● About this exercise
Every entry that appears below is to be output exactly.

%%

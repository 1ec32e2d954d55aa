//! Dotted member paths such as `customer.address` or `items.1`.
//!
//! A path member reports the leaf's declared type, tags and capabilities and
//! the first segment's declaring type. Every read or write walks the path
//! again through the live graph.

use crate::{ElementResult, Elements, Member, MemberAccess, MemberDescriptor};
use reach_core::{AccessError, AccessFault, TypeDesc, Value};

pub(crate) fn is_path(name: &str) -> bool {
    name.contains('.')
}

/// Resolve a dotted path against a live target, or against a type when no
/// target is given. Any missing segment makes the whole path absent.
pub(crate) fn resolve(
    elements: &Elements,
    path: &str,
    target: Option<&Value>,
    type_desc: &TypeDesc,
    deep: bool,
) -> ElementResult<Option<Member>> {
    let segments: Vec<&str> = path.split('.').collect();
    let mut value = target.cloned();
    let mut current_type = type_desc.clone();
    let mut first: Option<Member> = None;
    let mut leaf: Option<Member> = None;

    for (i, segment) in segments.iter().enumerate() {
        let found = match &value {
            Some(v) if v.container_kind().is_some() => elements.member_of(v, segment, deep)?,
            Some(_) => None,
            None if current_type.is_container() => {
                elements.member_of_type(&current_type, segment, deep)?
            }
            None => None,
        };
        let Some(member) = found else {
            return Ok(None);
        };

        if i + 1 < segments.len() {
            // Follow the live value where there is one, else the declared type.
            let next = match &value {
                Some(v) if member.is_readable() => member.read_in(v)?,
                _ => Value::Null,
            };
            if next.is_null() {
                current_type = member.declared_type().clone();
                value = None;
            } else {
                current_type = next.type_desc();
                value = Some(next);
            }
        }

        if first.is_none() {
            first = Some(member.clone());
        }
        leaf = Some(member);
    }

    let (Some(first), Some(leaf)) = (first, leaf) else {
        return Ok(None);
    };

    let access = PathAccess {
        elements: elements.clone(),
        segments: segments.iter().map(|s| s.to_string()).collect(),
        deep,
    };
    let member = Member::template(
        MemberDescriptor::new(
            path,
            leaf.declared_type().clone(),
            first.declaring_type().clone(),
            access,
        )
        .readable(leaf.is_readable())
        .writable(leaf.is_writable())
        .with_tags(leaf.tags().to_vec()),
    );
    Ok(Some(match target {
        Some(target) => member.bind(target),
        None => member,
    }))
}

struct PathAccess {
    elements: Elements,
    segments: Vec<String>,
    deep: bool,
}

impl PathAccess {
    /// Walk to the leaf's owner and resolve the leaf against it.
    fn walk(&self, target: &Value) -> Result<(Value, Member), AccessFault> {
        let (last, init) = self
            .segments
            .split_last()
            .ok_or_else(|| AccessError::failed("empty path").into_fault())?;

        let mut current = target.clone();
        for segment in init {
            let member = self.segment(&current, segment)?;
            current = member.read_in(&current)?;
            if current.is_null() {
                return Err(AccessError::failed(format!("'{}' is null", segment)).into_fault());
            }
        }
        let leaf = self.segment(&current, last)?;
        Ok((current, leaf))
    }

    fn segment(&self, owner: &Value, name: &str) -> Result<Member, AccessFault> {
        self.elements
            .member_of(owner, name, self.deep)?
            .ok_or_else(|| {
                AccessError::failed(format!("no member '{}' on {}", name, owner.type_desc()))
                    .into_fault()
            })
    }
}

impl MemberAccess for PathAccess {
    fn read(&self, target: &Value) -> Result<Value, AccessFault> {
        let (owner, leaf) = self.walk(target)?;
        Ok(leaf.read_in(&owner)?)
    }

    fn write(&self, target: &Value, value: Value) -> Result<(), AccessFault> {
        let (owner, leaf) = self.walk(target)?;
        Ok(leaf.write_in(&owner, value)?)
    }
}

%%

● Exercise result
repository 1ec32e2d954d55aa
//! Dotted member paths such as `customer.address` or `items.1`.
//!
//! A path member reports the leaf's declared type, tags and capabilities and
//! the first segment's declaring type. Every read or write walks the path
//! again through the live graph.

use crate::{ElementResult, Elements, Member, MemberAccess, MemberDescriptor};
use reach_core::{AccessError, AccessFault, TypeDesc, Value};

pub(crate) fn is_path(name: &str) -> bool {
    name.contains('.')
}

/// Resolve a dotted path against a live target, or against a type when no
/// target is given. Any missing segment makes the whole path absent.
pub(crate) fn resolve(
    elements: &Elements,
    path: &str,
    target: Option<&Value>,
    type_desc: &TypeDesc,
    deep: bool,
) -> ElementResult<Option<Member>> {
    let segments: Vec<&str> = path.split('.').collect();
    let mut value = target.cloned();
    let mut current_type = type_desc.clone();
    let mut first: Option<Member> = None;
    let mut leaf: Option<Member> = None;

    for (i, segment) in segments.iter().enumerate() {
        let found = match &value {
            Some(v) if v.container_kind().is_some() => elements.member_of(v, segment, deep)?,
            Some(_) => None,
            None if current_type.is_container() => {
                elements.member_of_type(&current_type, segment, deep)?
            }
            None => None,
        };
        let Some(member) = found else {
            return Ok(None);
        };

        if i + 1 < segments.len() {
            // Follow the live value where there is one, else the declared type.
            let next = match &value {
                Some(v) if member.is_readable() => member.read_in(v)?,
                _ => Value::Null,
            };
            if next.is_null() {
                current_type = member.declared_type().clone();
                value = None;
            } else {
                current_type = next.type_desc();
                value = Some(next);
            }
        }

        if first.is_none() {
            first = Some(member.clone());
        }
        leaf = Some(member);
    }

    let (Some(first), Some(leaf)) = (first, leaf) else {
        return Ok(None);
    };

    let access = PathAccess {
        elements: elements.clone(),
        segments: segments.iter().map(|s| s.to_string()).collect(),
        deep,
    };
    let member = Member::template(
        MemberDescriptor::new(
            path,
            leaf.declared_type().clone(),
            first.declaring_type().clone(),
            access,
        )
        .readable(leaf.is_readable())
        .writable(leaf.is_writable())
        .with_tags(leaf.tags().to_vec()),
    );
    Ok(Some(match target {
        Some(target) => member.bind(target),
        None => member,
    }))
}

struct PathAccess {
    elements: Elements,
    segments: Vec<String>,
    deep: bool,
}

impl PathAccess {
    /// Walk to the leaf's owner and resolve the leaf against it.
    fn walk(&self, target: &Value) -> Result<(Value, Member), AccessFault> {
        let (last, init) = self
            .segments
            .split_last()
            .ok_or_else(|| AccessError::failed("empty path").into_fault())?;

        let mut current = target.clone();
        for segment in init {
            let member = self.segment(&current, segment)?;
            current = member.read_in(&current)?;
            if current.is_null() {
                return Err(AccessError::failed(format!("'{}' is null", segment)).into_fault());
            }
        }
        let leaf = self.segment(&current, last)?;
        Ok((current, leaf))
    }

    fn segment(&self, owner: &Value, name: &str) -> Result<Member, AccessFault> {
        self.elements
            .member_of(owner, name, self.deep)?
            .ok_or_else(|| {
                AccessError::failed(format!("no member '{}' on {}", name, owner.type_desc()))
                    .into_fault()
            })
    }
}

impl MemberAccess for PathAccess {
    fn read(&self, target: &Value) -> Result<Value, AccessFault> {
        let (owner, leaf) = self.walk(target)?;
        Ok(leaf.read_in(&owner)?)
    }

    fn write(&self, target: &Value, value: Value) -> Result<(), AccessFault> {
        let (owner, leaf) = self.walk(target)?;
        Ok(leaf.write_in(&owner, value)?)
    }
}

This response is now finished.